- Assignment -
Starting with the line that contains "let pieces = output.split('\n').count();", copy out each line through the end of the entries below, exactly as written, and nothing else.

═══ Data for analysis ═══

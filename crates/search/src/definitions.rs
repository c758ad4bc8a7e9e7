use crate::error::{Result, SearchError};

/// Directories never worth scanning for definitions.
pub const EXCLUDED_GLOBS: &[&str] = &[
    "!**/__pycache__/**",
    "!**/.venv/**",
    "!**/venv/**",
    "!**/site-packages/**",
    "!**/.pytest_cache/**",
];

/// One regex matching `def`, `async def` and `class` definitions of `name`, at module level or
/// indented inside a class body.
pub fn python_definition_pattern(name: &str) -> Result<String> {
    let name = name.trim();
    if name.is_empty() {
        return Err(SearchError::InvalidInput(
            "definition name must not be empty".to_string(),
        ));
    }
    let name = regex::escape(name);
    Ok(format!(
        r"(^def\s+{name}\s*\(|^class\s+{name}\s*[\(:]|^\s+def\s+{name}\s*\(|^async\s+def\s+{name}\s*\(|^\s+async\s+def\s+{name}\s*\()"
    ))
}

#[cfg(test)]
mod tests {
    use super::*;
    use regex::Regex;

    fn compiled(name: &str) -> Regex {
        Regex::new(&python_definition_pattern(name).unwrap()).unwrap()
    }

    #[test]
    fn matches_functions_methods_and_classes() {
        let re = compiled("load");
        assert!(re.is_match("def load(path):"));
        assert!(re.is_match("    def load(self):"));
        assert!(re.is_match("async def load():"));
        assert!(re.is_match("\tasync def load (self):"));
        assert!(compiled("Loader").is_match("class Loader:"));
        assert!(compiled("Loader").is_match("class Loader(Base):"));
    }

    #[test]
    fn ignores_calls_and_prefixes() {
        let re = compiled("load");
        assert!(!re.is_match("result = load(path)"));
        assert!(!re.is_match("def load_all(paths):"));
        assert!(!re.is_match("# def load(path):"));
    }

    #[test]
    fn escapes_regex_metacharacters() {
        let pattern = python_definition_pattern("a.b").unwrap();
        assert!(pattern.contains(r"a\.b"));
    }

    #[test]
    fn empty_name_is_invalid() {
        assert!(matches!(
            python_definition_pattern("  "),
            Err(SearchError::InvalidInput(_))
        ));
    }
}
//! # rg-mcp search
//!
//! Thin, bounded wrapper around the `rg` executable.
//!
//! ```text
//! pattern + folder
//!     │
//!     ├──> validate (non-empty pattern, existing directory)
//!     ├──> locate rg (override → next to binary → PATH)
//!     ├──> run with the fixed template (--heading -n --max-count 5 -B 1 -A 5)
//!     └──> truncate to the line cap, prepend timing header
//! ```
//!
//! ## Example
//!
//! ```no_run
//! use rg_mcp_search::{Searcher, SearchRequest};
//!
//! #[tokio::main]
//! async fn main() {
//!     let searcher = Searcher::default();
//!     match searcher.search_files(&SearchRequest::new("fn main", ".")).await {
//!         Ok(outcome) => println!("{}", outcome.render()),
//!         Err(err) => eprintln!("{}", err.render()),
//!     }
//! }
//! ```

mod definitions;
mod error;
mod invoker;
mod locate;
mod output;

pub use definitions::{python_definition_pattern, EXCLUDED_GLOBS};
pub use error::{Result, SearchError};
pub use invoker::{
    definition_search_args, file_search_args, validate_folder, SearchKind, SearchLimits,
    SearchOutcome, SearchRequest, Searcher, CONTEXT_AFTER, CONTEXT_BEFORE,
    DEFAULT_DEFINITION_MAX_LINES, DEFAULT_MAX_LINES, MAX_COUNT_PER_FILE, NO_MATCHES,
};
pub use locate::{rg_file_name, RgLocator, RG_PATH_ENV};
pub use output::{timing_header, truncate_lines};
use std::time::Duration;

const RULE_WIDTH: usize = 50;

/// Keeps at most `max_lines` newline-separated pieces of `output`.
///
/// Pieces are counted the way `str::split('\n')` yields them, so a trailing newline counts as
/// one (empty) piece. Returns the bounded text and whether anything was cut.
pub fn truncate_lines(output: &str, max_lines: usize) -> (String, bool) {
    let pieces = output.split('\n').count();
    if pieces <= max_lines {
        return (output.to_string(), false);
    }

    let mut kept = output
        .split('\n')
        .take(max_lines)
        .collect::<Vec<_>>()
        .join("\n");
    kept.push_str(&format!("\n... (output truncated to {max_lines} lines)"));
    (kept, true)
}

pub fn timing_header(label: &str, elapsed: Duration) -> String {
    format!(
        "{label} completed in {:.3} seconds\n{}\n",
        elapsed.as_secs_f64(),
        "=".repeat(RULE_WIDTH)
    )
}
//! Concrete adapter implementations for ports.

pub mod cached_data_port;
pub mod csv_adapter;
pub mod csv_report_adapter;
pub mod file_config_adapter;
#[cfg(feature = "sqlite")]
pub mod sqlite_adapter;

═══

- Exercise response -
    let pieces = output.split('\n').count();
    if pieces <= max_lines {
        return (output.to_string(), false);
    }

    let mut kept = output
        .split('\n')
        .take(max_lines)
        .collect::<Vec<_>>()
        .join("\n");
    kept.push_str(&format!("\n... (output truncated to {max_lines} lines)"));
    (kept, true)
}

pub fn timing_header(label: &str, elapsed: Duration) -> String {
    format!(
        "{label} completed in {:.3} seconds\n{}\n",
        elapsed.as_secs_f64(),
        "=".repeat(RULE_WIDTH)
    )
}
//! Concrete adapter implementations for ports.

pub mod cached_data_port;
pub mod csv_adapter;
pub mod csv_report_adapter;
pub mod file_config_adapter;
#[cfg(feature = "sqlite")]
pub mod sqlite_adapter;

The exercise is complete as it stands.